(Stored data entries)
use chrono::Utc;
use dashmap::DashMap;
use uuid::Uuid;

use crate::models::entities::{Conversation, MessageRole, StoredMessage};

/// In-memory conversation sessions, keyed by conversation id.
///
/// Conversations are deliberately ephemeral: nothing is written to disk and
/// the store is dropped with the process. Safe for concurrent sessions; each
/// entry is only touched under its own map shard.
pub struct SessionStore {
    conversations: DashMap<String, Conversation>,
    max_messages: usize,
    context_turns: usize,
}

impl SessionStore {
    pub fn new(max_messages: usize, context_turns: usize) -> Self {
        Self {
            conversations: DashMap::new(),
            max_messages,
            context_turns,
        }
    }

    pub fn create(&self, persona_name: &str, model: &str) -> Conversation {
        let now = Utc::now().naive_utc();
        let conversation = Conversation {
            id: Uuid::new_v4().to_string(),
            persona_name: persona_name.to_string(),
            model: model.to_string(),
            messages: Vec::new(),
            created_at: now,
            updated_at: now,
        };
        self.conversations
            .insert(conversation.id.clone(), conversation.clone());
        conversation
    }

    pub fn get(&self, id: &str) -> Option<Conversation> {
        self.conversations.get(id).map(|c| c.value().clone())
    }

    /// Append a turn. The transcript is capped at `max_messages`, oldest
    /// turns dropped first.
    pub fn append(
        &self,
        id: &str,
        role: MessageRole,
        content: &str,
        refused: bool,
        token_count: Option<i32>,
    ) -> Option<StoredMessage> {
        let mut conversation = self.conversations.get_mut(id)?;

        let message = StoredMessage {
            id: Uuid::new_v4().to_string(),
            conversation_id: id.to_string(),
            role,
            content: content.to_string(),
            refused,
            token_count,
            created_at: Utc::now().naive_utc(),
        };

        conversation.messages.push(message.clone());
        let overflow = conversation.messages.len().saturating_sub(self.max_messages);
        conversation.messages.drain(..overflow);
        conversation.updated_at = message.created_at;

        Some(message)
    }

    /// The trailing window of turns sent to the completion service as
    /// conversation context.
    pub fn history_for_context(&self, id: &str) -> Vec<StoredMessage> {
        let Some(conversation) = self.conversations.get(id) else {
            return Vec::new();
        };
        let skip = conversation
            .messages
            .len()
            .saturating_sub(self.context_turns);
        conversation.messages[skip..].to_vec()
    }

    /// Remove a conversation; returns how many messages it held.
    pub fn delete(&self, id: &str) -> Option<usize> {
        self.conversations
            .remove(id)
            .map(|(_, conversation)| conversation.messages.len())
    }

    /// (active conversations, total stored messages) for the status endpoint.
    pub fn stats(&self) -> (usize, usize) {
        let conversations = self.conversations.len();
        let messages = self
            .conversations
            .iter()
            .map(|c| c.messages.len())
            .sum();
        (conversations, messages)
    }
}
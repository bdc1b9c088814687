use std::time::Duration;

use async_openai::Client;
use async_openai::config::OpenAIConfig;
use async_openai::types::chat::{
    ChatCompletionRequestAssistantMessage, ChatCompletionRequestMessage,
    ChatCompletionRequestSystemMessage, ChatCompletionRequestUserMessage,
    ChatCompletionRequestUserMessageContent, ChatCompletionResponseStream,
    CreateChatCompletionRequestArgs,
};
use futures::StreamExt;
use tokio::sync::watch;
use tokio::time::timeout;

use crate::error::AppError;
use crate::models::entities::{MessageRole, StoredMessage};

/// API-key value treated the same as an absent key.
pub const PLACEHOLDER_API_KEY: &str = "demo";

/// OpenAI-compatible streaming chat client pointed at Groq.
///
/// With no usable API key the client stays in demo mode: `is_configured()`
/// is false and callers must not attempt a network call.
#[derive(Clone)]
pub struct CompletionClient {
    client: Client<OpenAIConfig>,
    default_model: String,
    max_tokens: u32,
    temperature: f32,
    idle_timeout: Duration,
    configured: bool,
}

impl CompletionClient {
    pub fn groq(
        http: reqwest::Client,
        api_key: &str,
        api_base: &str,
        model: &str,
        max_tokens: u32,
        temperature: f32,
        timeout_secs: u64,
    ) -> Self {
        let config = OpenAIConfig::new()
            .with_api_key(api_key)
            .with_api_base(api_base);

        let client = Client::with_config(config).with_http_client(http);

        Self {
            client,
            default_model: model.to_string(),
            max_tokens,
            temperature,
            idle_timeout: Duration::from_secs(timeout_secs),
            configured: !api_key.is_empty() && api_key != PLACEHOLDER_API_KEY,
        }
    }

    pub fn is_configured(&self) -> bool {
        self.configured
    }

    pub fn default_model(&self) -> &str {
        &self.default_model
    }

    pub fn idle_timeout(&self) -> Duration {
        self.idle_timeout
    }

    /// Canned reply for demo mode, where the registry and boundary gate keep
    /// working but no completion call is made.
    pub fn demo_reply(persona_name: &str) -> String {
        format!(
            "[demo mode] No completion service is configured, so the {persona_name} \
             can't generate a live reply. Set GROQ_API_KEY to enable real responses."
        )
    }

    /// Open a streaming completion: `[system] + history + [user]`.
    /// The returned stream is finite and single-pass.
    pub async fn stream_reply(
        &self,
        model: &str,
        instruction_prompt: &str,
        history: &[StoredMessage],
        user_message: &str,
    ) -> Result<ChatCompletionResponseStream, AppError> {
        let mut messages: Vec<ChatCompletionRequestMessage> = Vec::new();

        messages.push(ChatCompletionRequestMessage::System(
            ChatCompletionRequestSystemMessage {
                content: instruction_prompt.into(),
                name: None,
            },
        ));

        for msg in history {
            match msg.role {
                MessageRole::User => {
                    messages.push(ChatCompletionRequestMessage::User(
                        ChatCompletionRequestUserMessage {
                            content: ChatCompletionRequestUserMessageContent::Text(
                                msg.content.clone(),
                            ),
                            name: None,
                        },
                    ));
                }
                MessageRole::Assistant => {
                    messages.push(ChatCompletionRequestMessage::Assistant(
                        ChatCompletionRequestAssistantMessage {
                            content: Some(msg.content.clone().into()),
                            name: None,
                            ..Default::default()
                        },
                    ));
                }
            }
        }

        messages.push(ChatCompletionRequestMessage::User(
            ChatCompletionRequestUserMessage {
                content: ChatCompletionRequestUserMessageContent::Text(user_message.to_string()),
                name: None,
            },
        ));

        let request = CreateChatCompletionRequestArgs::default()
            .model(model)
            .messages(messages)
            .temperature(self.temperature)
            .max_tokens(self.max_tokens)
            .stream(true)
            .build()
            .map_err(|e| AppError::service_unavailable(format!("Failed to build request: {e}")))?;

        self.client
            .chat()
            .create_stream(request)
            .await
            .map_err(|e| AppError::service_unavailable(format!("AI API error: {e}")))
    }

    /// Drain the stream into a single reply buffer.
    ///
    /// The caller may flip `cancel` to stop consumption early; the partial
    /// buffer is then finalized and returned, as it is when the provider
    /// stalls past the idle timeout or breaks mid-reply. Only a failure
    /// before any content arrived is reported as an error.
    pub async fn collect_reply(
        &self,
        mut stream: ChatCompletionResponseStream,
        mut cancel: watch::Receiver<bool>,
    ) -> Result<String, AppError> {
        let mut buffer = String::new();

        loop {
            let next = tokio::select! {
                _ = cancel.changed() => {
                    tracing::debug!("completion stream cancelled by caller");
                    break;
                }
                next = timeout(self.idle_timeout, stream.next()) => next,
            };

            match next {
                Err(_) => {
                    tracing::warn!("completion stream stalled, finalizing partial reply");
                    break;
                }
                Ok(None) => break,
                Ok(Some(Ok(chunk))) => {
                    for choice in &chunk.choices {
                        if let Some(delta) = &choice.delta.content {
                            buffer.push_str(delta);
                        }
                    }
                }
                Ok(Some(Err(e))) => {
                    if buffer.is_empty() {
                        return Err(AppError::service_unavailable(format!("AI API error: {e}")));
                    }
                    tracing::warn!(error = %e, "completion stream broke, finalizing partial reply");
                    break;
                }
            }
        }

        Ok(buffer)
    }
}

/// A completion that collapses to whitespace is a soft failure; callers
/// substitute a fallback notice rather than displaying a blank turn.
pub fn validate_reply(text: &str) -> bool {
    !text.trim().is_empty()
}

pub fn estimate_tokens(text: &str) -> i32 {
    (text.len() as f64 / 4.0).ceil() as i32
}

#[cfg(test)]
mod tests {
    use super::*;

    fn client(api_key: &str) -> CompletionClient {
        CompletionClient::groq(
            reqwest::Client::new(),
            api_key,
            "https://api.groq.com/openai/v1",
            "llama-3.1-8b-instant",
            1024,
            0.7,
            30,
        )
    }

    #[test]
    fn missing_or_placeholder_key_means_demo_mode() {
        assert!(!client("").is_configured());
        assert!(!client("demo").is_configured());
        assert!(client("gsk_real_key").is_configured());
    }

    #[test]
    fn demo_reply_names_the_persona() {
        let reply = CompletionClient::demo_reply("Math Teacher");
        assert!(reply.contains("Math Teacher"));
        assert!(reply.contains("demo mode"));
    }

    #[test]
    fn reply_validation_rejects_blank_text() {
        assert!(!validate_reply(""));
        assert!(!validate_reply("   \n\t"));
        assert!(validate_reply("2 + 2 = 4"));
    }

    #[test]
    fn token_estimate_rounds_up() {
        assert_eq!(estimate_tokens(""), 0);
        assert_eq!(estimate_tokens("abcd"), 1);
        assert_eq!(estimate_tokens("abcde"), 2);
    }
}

_Exercise prompt_
Look back at the data above. Transcribe exactly the lines starting at the line that contains "use uuid::Uuid;" and ending at the line that contains "concurrent sessions; each".

_Result for this task_
use uuid::Uuid;

use crate::models::entities::{Conversation, MessageRole, StoredMessage};

/// In-memory conversation sessions, keyed by conversation id.
///
/// Conversations are deliberately ephemeral: nothing is written to disk and
/// the store is dropped with the process. Safe for concurrent sessions; each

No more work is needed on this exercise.